STORED DATA below:
use glam::{Mat4, Vec3};

/// A yaw/pitch camera for 3D scenes.
///
/// `front` is always the unit vector derived from `yaw` and `pitch` (degrees);
/// `up` stays fixed at +Y and is never re-orthogonalized against `front`.
#[derive(Clone, Copy, Debug, PartialEq)]
pub struct CameraState {
    pub position: Vec3,
    pub front: Vec3,
    pub up: Vec3,
    /// Horizontal angle in degrees. -90 looks toward -Z.
    pub yaw: f32,
    /// Vertical angle in degrees. Positive looks up.
    pub pitch: f32,
    /// Vertical field of view in degrees.
    pub fov: f32,
}

impl Default for CameraState {
    fn default() -> Self {
        Self {
            position: Vec3::new(0.0, 0.0, 5.0),
            front: Vec3::NEG_Z,
            up: Vec3::Y,
            yaw: -90.0,
            pitch: 0.0,
            fov: 45.0,
        }
    }
}

impl CameraState {
    /// Create a camera at `position` looking toward `target`.
    ///
    /// Yaw and pitch are recovered from the look direction so later mouse
    /// steering continues smoothly from this orientation.
    pub fn looking_at(position: Vec3, target: Vec3, fov: f32) -> Self {
        let dir = (target - position).normalize_or(Vec3::NEG_Z);
        let yaw = dir.z.atan2(dir.x).to_degrees();
        let pitch = dir.y.clamp(-1.0, 1.0).asin().to_degrees();

        Self {
            position,
            front: front_from_angles(yaw, pitch),
            up: Vec3::Y,
            yaw,
            pitch,
            fov,
        }
    }

    /// Steer the view by a mouse delta.
    ///
    /// `dx`/`dy` are raw cursor offsets with `dy` positive upward. Pitch is
    /// clamped to `pitch_range`; yaw is clamped only when `yaw_range` is set.
    pub fn look(
        &mut self,
        dx: f32,
        dy: f32,
        sensitivity: f32,
        pitch_range: (f32, f32),
        yaw_range: Option<(f32, f32)>,
    ) {
        self.yaw += dx * sensitivity;
        self.pitch += dy * sensitivity;

        self.pitch = clamp_to(self.pitch, pitch_range);
        if let Some(range) = yaw_range {
            self.yaw = clamp_to(self.yaw, range);
        }

        self.front = front_from_angles(self.yaw, self.pitch);
    }

    /// Zoom by a scroll offset. Scrolling up narrows the field of view.
    pub fn zoom(&mut self, scroll_dy: f32, fov_range: (f32, f32)) {
        self.fov = clamp_to(self.fov - scroll_dy, fov_range);
    }

    pub fn view_matrix(&self) -> Mat4 {
        Mat4::look_at_rh(self.position, self.position + self.front, self.up)
    }

    pub fn projection_matrix(&self, aspect: f32, near: f32, far: f32) -> Mat4 {
        Mat4::perspective_rh(self.fov.to_radians(), aspect, near, far)
    }
}

/// Spherical-to-Cartesian conversion of yaw/pitch (degrees) into a unit direction.
pub fn front_from_angles(yaw: f32, pitch: f32) -> Vec3 {
    let (yaw, pitch) = (yaw.to_radians(), pitch.to_radians());
    Vec3::new(
        yaw.cos() * pitch.cos(),
        pitch.sin(),
        yaw.sin() * pitch.cos(),
    )
    .normalize()
}

// Unlike f32::clamp this never panics on an inverted range.
fn clamp_to(value: f32, (min, max): (f32, f32)) -> f32 {
    value.max(min).min(max)
}

#[cfg(test)]
mod tests {
    use super::*;

    #[test]
    fn default_looks_down_negative_z() {
        let camera = CameraState::default();
        assert!(camera.front.abs_diff_eq(front_from_angles(-90.0, 0.0), 1e-6));
    }

    #[test]
    fn looking_at_keeps_front_consistent_with_angles() {
        let camera = CameraState::looking_at(Vec3::new(3.5, 2.5, 5.0), Vec3::ZERO, 45.0);
        let expected = (Vec3::ZERO - camera.position).normalize();

        assert!(camera.front.abs_diff_eq(expected, 1e-5));
        assert!(camera
            .front
            .abs_diff_eq(front_from_angles(camera.yaw, camera.pitch), 1e-6));
    }

    #[test]
    fn pitch_and_yaw_stay_in_window() {
        let mut camera = CameraState::default();
        let deltas = [
            (500.0, 900.0),
            (-3000.0, -40.0),
            (12.5, 7.0),
            (0.0, -10_000.0),
            (10_000.0, 10_000.0),
        ];

        for (dx, dy) in deltas {
            camera.look(dx, dy, 0.1, (-45.0, -15.0), Some((-135.0, -45.0)));
            assert!((-45.0..=-15.0).contains(&camera.pitch));
            assert!((-135.0..=-45.0).contains(&camera.yaw));
            assert!((camera.front.length() - 1.0).abs() < 1e-5);
        }
    }

    #[test]
    fn yaw_unbounded_without_window() {
        let mut camera = CameraState::default();
        camera.look(3600.0, 0.0, 0.1, (-89.0, 89.0), None);
        assert!((camera.yaw - 270.0).abs() < 1e-3);
    }

    #[test]
    fn zoom_clamps_fov() {
        let mut camera = CameraState::default();
        for _ in 0..100 {
            camera.zoom(3.0, (1.0, 90.0));
            assert!((1.0..=90.0).contains(&camera.fov));
        }
        assert_eq!(camera.fov, 1.0);

        camera.zoom(-500.0, (1.0, 90.0));
        assert_eq!(camera.fov, 90.0);
    }

    #[test]
    fn view_matrix_maps_target_onto_negative_z() {
        let camera = CameraState::looking_at(Vec3::new(0.0, 0.0, 5.0), Vec3::ZERO, 45.0);
        let origin_in_view = camera.view_matrix().transform_point3(Vec3::ZERO);
        assert!(origin_in_view.abs_diff_eq(Vec3::new(0.0, 0.0, -5.0), 1e-5));
    }
}
//! Snap rotation animator.
//!
//! A face key starts a rotation gesture that sweeps one axis by a fixed angle
//! (90° by default) over several frames and stops exactly on the target. The
//! animator is busy or idle as a whole: while any gesture is in flight, new
//! gestures are dropped rather than queued.
//!
//! ```
//! use cubeviz::{Axis, SnapAnimator};
//!
//! let mut animator = SnapAnimator::new(90.0, 5.0);
//! assert!(animator.begin(Axis::X, 1.0));
//! while animator.is_animating() {
//!     animator.step();
//! }
//! assert_eq!(animator.angles(), [90.0, 0.0, 0.0]);
//! ```

/// One of the three rotation axes.
#[derive(Clone, Copy, Debug, PartialEq, Eq, Hash)]
pub enum Axis {
    X,
    Y,
    Z,
}

impl Axis {
    pub const ALL: [Axis; 3] = [Axis::X, Axis::Y, Axis::Z];

    pub fn index(self) -> usize {
        match self {
            Axis::X => 0,
            Axis::Y => 1,
            Axis::Z => 2,
        }
    }
}

/// Per-axis current/target angles advanced toward each other at a fixed step.
#[derive(Clone, Debug, PartialEq)]
pub struct SnapAnimator {
    current: [f32; 3],
    target: [f32; 3],
    snap_angle: f32,
    step: f32,
    animating: bool,
}

impl SnapAnimator {
    /// Create an idle animator with all angles at zero.
    ///
    /// `snap_angle` is the sweep of one gesture and `step` the degrees
    /// advanced per frame.
    pub fn new(snap_angle: f32, step: f32) -> Self {
        Self {
            current: [0.0; 3],
            target: [0.0; 3],
            snap_angle,
            step: step.abs(),
            animating: false,
        }
    }

    /// Start a gesture on `axis`. `direction` is the sign of the sweep.
    ///
    /// Returns `false` without touching any state if a gesture is already in
    /// flight.
    pub fn begin(&mut self, axis: Axis, direction: f32) -> bool {
        if self.animating {
            return false;
        }

        let i = axis.index();
        self.target[i] = self.current[i] + self.snap_angle * direction.signum();
        self.animating = true;
        true
    }

    /// Advance one frame.
    pub fn step(&mut self) {
        if !self.animating {
            return;
        }

        for (current, &target) in self.current.iter_mut().zip(&self.target) {
            if *current < target {
                *current = (*current + self.step).min(target);
            } else if *current > target {
                *current = (*current - self.step).max(target);
            }
        }

        if self.current == self.target {
            self.animating = false;
        }
    }

    /// Return every axis to zero and go idle.
    pub fn reset(&mut self) {
        self.current = [0.0; 3];
        self.target = [0.0; 3];
        self.animating = false;
    }

    pub fn is_animating(&self) -> bool {
        self.animating
    }

    /// Current X, Y, Z angles in degrees.
    pub fn angles(&self) -> [f32; 3] {
        self.current
    }

    /// Target X, Y, Z angles in degrees.
    pub fn targets(&self) -> [f32; 3] {
        self.target
    }
}

#[cfg(test)]
mod tests {
    use super::*;

    #[test]
    fn distance_shrinks_by_exactly_one_step() {
        let mut animator = SnapAnimator::new(90.0, 5.0);
        assert!(animator.begin(Axis::Y, -1.0));
        assert_eq!(animator.targets(), [0.0, -90.0, 0.0]);

        let mut distance = 90.0;
        while distance >= 5.0 {
            animator.step();
            let next = (animator.targets()[1] - animator.angles()[1]).abs();
            assert_eq!(distance - next, 5.0);
            distance = next;
        }

        assert_eq!(distance, 0.0);
        assert!(!animator.is_animating());
    }

    #[test]
    fn never_overshoots_with_uneven_step() {
        let mut animator = SnapAnimator::new(90.0, 7.0);
        animator.begin(Axis::Z, 1.0);

        let mut frames = 0;
        while animator.is_animating() {
            animator.step();
            assert!(animator.angles()[2] <= 90.0);
            frames += 1;
        }

        assert_eq!(frames, 13);
        assert_eq!(animator.angles(), [0.0, 0.0, 90.0]);
    }

    #[test]
    fn begin_ignored_while_busy() {
        let mut animator = SnapAnimator::new(90.0, 5.0);
        animator.begin(Axis::X, 1.0);
        animator.step();
        let before = animator.clone();

        assert!(!animator.begin(Axis::Z, 1.0));
        assert!(!animator.begin(Axis::X, -1.0));
        assert_eq!(animator, before);
    }

    #[test]
    fn gestures_accumulate_from_current_angle() {
        let mut animator = SnapAnimator::new(90.0, 5.0);
        for _ in 0..2 {
            animator.begin(Axis::X, 1.0);
            while animator.is_animating() {
                animator.step();
            }
        }
        assert_eq!(animator.angles()[0], 180.0);
    }

    #[test]
    fn reset_goes_idle_at_zero() {
        let mut animator = SnapAnimator::new(90.0, 5.0);
        animator.begin(Axis::Y, 1.0);
        animator.step();
        animator.reset();

        assert!(!animator.is_animating());
        assert_eq!(animator.angles(), [0.0; 3]);
        assert!(animator.begin(Axis::Y, 1.0));
    }
}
End of STORED DATA.
▶ [WHAT YOU WILL DO]: Reproduce verbatim only this range: the first line of the material through the line that contains "pub struct CameraState", inclusive.

▶ [RESPONSE TO THIS TASK]:
use glam::{Mat4, Vec3};

/// A yaw/pitch camera for 3D scenes.
///
/// `front` is always the unit vector derived from `yaw` and `pitch` (degrees);
/// `up` stays fixed at +Y and is never re-orthogonalized against `front`.
#[derive(Clone, Copy, Debug, PartialEq)]
pub struct CameraState {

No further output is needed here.